** DIRECTIONS FOR THIS TASK **
Filter the listing below down to the lines containing the word "return".

== Segment start ==

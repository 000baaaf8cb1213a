//! Backend state
//!
//! `CfxBackend` is cheap to clone; every field is shared behind an `Arc` so
//! the watcher task and the request handlers see the same index, catalog and
//! documents.

use std::sync::Arc;

use dashmap::DashMap;
use notify::RecommendedWatcher;
use parking_lot::{Mutex, RwLock};
use tower_lsp::Client;
use tower_lsp::lsp_types::Url;

use crate::config::ServerConfig;
use crate::lsp::document::LspDocument;
use crate::natives::NativeCatalog;
use crate::resources::ResourceIndex;

/// The language server backend.
#[derive(Clone)]
pub struct CfxBackend {
    pub(super) client: Client,
    pub(super) index: Arc<ResourceIndex>,
    /// Replaced wholesale when the natives directories change.
    pub(super) catalog: Arc<RwLock<Arc<NativeCatalog>>>,
    pub(super) documents: Arc<DashMap<Url, Arc<LspDocument>>>,
    pub(super) config: Arc<RwLock<ServerConfig>>,
    pub(super) file_watcher: Arc<Mutex<Option<RecommendedWatcher>>>,
    pub(super) shutdown_tx: Arc<tokio::sync::broadcast::Sender<()>>,
}

impl std::fmt::Debug for CfxBackend {
    fn fmt(&self, f: &mut std::fmt::Formatter<'_>) -> std::fmt::Result {
        f.debug_struct("CfxBackend")
            .field("index", &self.index)
            .field("catalog", &self.catalog.read())
            .field("documents", &self.documents.len())
            .field("config", &*self.config.read())
            .finish()
    }
}
//! Filesystem access for the resource index
//!
//! The index never touches `std::fs` directly; everything goes through
//! [`WorkspaceFs`] so tests and embedders can supply their own view of the
//! workspace. [`LocalFs`] is the on-disk implementation built on `walkdir`
//! and `globset`.

use std::io;
use std::path::{Path, PathBuf};

use globset::GlobBuilder;
use tracing::trace;
use walkdir::{DirEntry, WalkDir};

use super::paths::{has_glob_meta, normalize, normalize_pattern};
use crate::errors::IndexError;

/// Minimal filesystem surface the index needs.
pub trait WorkspaceFs: Send + Sync + 'static {
    /// Files under `root` whose root-relative path matches the glob `pattern`.
    ///
    /// `*` never crosses a `/`; `**` spans any number of directories.
    fn find_files(&self, root: &Path, pattern: &str) -> Result<Vec<PathBuf>, IndexError>;

    fn file_exists(&self, path: &Path) -> bool;

    fn is_dir(&self, path: &Path) -> bool;

    fn read_to_string(&self, path: &Path) -> Result<String, IndexError>;
}

/// Directory names never descended into while matching globs.
const SKIPPED_DIRS: [&str; 1] = ["node_modules"];

fn is_skipped(entry: &DirEntry) -> bool {
    if entry.depth() == 0 || !entry.file_type().is_dir() {
        return false;
    }
    entry
        .file_name()
        .to_str()
        .is_some_and(|name| name.starts_with('.') || SKIPPED_DIRS.contains(&name))
}

/// The local disk.
#[derive(Debug, Default, Clone, Copy)]
pub struct LocalFs;

impl LocalFs {
    pub fn new() -> Self {
        Self
    }

    /// Leading pattern components without glob syntax, e.g. `client/lib` for
    /// `client/lib/**/*.lua`. Walking starts there instead of at the root.
    fn static_prefix(pattern: &str) -> PathBuf {
        let mut components: Vec<&str> = pattern.split('/').collect();
        components.pop();
        components
            .into_iter()
            .take_while(|component| !has_glob_meta(component))
            .collect()
    }
}

impl WorkspaceFs for LocalFs {
    fn find_files(&self, root: &Path, pattern: &str) -> Result<Vec<PathBuf>, IndexError> {
        let pattern = normalize_pattern(pattern);
        if pattern.is_empty() {
            return Ok(Vec::new());
        }

        if !has_glob_meta(&pattern) {
            let candidate = normalize(&root.join(&pattern));
            return Ok(if candidate.is_file() { vec![candidate] } else { Vec::new() });
        }

        let matcher = GlobBuilder::new(&pattern)
            .literal_separator(true)
            .build()
            .map_err(|source| IndexError::Pattern {
                pattern: pattern.clone(),
                source,
            })?
            .compile_matcher();

        let start = normalize(&root.join(Self::static_prefix(&pattern)));
        if !start.is_dir() {
            return Ok(Vec::new());
        }

        // Links are followed; cycles surface as walk errors and are skipped.
        let mut matches = Vec::new();
        for entry in WalkDir::new(&start)
            .follow_links(true)
            .into_iter()
            .filter_entry(|entry| !is_skipped(entry))
        {
            let entry = match entry {
                Ok(entry) => entry,
                Err(e) => {
                    trace!("Skipping unreadable entry under {}: {}", start.display(), e);
                    continue;
                }
            };
            if !entry.file_type().is_file() {
                continue;
            }
            let Ok(relative) = entry.path().strip_prefix(root) else {
                continue;
            };
            let relative = relative.to_string_lossy().replace('\\', "/");
            if matcher.is_match(relative.as_str()) {
                matches.push(entry.into_path());
            }
        }

        matches.sort();
        Ok(matches)
    }

    fn file_exists(&self, path: &Path) -> bool {
        path.is_file()
    }

    fn is_dir(&self, path: &Path) -> bool {
        path.is_dir()
    }

    fn read_to_string(&self, path: &Path) -> Result<String, IndexError> {
        let bytes = std::fs::read(path).map_err(|source| io_error(path, source))?;
        Ok(String::from_utf8_lossy(&bytes).into_owned())
    }
}

fn io_error(path: &Path, source: io::Error) -> IndexError {
    IndexError::Io {
        path: path.to_path_buf(),
        source,
    }
}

== Segment end ==

** OUTPUT FOR THIS EXERCISE **
        return false;
            return Ok(Vec::new());
            return Ok(if candidate.is_file() { vec![candidate] } else { Vec::new() });
            return Ok(Vec::new());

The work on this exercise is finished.